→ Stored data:

__________

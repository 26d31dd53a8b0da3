/*
 * SPDX-License-Identifier: Apache-2.0
 * Copyright 2025 ByteDance and/or its affiliates.
 */

use std::sync::{Arc, Mutex, OnceLock, Weak};

use openssl::error::ErrorStack;
use openssl::ex_data::Index;
use openssl::ssl::{Ssl, SslRef};

use super::TlsVc;

/// Generational handle stored in a session's ex-data instead of a raw
/// back-pointer: a callback firing after the connection was torn down
/// resolves to nothing instead of to freed memory.
#[derive(Clone, Copy, Debug, PartialEq, Eq)]
pub(crate) struct VcToken {
    slot: usize,
    generation: u64,
}

#[derive(Default)]
struct RegistryInner {
    slots: Vec<Option<(u64, Weak<TlsVc>)>>,
    free: Vec<usize>,
    next_generation: u64,
}

static REGISTRY: OnceLock<Mutex<RegistryInner>> = OnceLock::new();
static VC_INDEX: OnceLock<Index<Ssl, VcToken>> = OnceLock::new();

fn registry() -> &'static Mutex<RegistryInner> {
    REGISTRY.get_or_init(|| Mutex::new(RegistryInner::default()))
}

/// The ex-data index every session stores its token under, created on
/// first use.
pub(crate) fn ssl_vc_index() -> Result<Index<Ssl, VcToken>, ErrorStack> {
    match VC_INDEX.get() {
        Some(index) => Ok(*index),
        None => {
            let index = Ssl::new_ex_index()?;
            Ok(*VC_INDEX.get_or_init(|| index))
        }
    }
}

pub(crate) fn register(vc: Weak<TlsVc>) -> VcToken {
    let mut inner = registry().lock().unwrap();
    inner.next_generation += 1;
    let generation = inner.next_generation;
    let slot = match inner.free.pop() {
        Some(slot) => {
            inner.slots[slot] = Some((generation, vc));
            slot
        }
        None => {
            inner.slots.push(Some((generation, vc)));
            inner.slots.len() - 1
        }
    };
    VcToken { slot, generation }
}

pub(crate) fn unregister(token: VcToken) {
    let mut inner = registry().lock().unwrap();
    if let Some(Some((generation, _))) = inner.slots.get(token.slot) {
        if *generation == token.generation {
            inner.slots[token.slot] = None;
            inner.free.push(token.slot);
        }
    }
}

pub(crate) fn resolve_token(token: VcToken) -> Option<Arc<TlsVc>> {
    let inner = registry().lock().unwrap();
    match inner.slots.get(token.slot) {
        Some(Some((generation, weak))) if *generation == token.generation => weak.upgrade(),
        _ => None,
    }
}

/// Resolve the connection behind a session from inside a library
/// callback. Stale or missing tokens are a no-op for the caller; no
/// session carries a token before the index exists.
pub(crate) fn resolve(ssl: &SslRef) -> Option<Arc<TlsVc>> {
    let index = *VC_INDEX.get()?;
    let token = ssl.ex_data(index)?;
    resolve_token(*token)
}
/*
 * SPDX-License-Identifier: Apache-2.0
 * Copyright 2025 ByteDance and/or its affiliates.
 */

use std::sync::atomic::{AtomicU64, Ordering};
use std::time::Duration;

macro_rules! counter {
    ($field:ident, $add:ident, $get:ident) => {
        pub fn $add(&self) {
            self.$field.fetch_add(1, Ordering::Relaxed);
        }
        pub fn $get(&self) -> u64 {
            self.$field.load(Ordering::Relaxed)
        }
    };
}

/// Engine-wide counters, shared by every connection of one environment.
#[derive(Default)]
pub struct SslStats {
    error_want_read: AtomicU64,
    error_want_write: AtomicU64,
    error_want_x509_lookup: AtomicU64,
    error_syscall: AtomicU64,
    error_ssl: AtomicU64,
    error_zero_return: AtomicU64,

    handshake_count: AtomicU64,
    handshake_time_ns: AtomicU64,

    dyn_def_record: AtomicU64,
    dyn_max_record: AtomicU64,

    sni_name_set_failure: AtomicU64,
    renegotiation_abort: AtomicU64,
    hook_leak: AtomicU64,

    raw_read_calls: AtomicU64,
}

impl SslStats {
    counter!(error_want_read, add_error_want_read, error_want_read);
    counter!(error_want_write, add_error_want_write, error_want_write);
    counter!(
        error_want_x509_lookup,
        add_error_want_x509_lookup,
        error_want_x509_lookup
    );
    counter!(error_syscall, add_error_syscall, error_syscall);
    counter!(error_ssl, add_error_ssl, error_ssl);
    counter!(error_zero_return, add_error_zero_return, error_zero_return);

    counter!(dyn_def_record, add_dyn_def_record, dyn_def_record);
    counter!(dyn_max_record, add_dyn_max_record, dyn_max_record);

    counter!(
        sni_name_set_failure,
        add_sni_name_set_failure,
        sni_name_set_failure
    );
    counter!(
        renegotiation_abort,
        add_renegotiation_abort,
        renegotiation_abort
    );
    counter!(hook_leak, add_hook_leak, hook_leak);

    counter!(raw_read_calls, add_raw_read_call, raw_read_calls);

    pub fn add_handshake_time(&self, d: Duration) {
        self.handshake_count.fetch_add(1, Ordering::Relaxed);
        self.handshake_time_ns
            .fetch_add(d.as_nanos() as u64, Ordering::Relaxed);
    }

    pub fn handshake_count(&self) -> u64 {
        self.handshake_count.load(Ordering::Relaxed)
    }

    pub fn handshake_time(&self) -> Duration {
        Duration::from_nanos(self.handshake_time_ns.load(Ordering::Relaxed))
    }
}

__________

→ What the task asks: Reproduce only this range: the first line of the data above through the line with "use super::TlsVc;", both included, exactly as written.

→ Solution:
repository 26d31dd53a8b0da3
/*
 * SPDX-License-Identifier: Apache-2.0
 * Copyright 2025 ByteDance and/or its affiliates.
 */

use std::sync::{Arc, Mutex, OnceLock, Weak};

use openssl::error::ErrorStack;
use openssl::ex_data::Index;
use openssl::ssl::{Ssl, SslRef};

use super::TlsVc;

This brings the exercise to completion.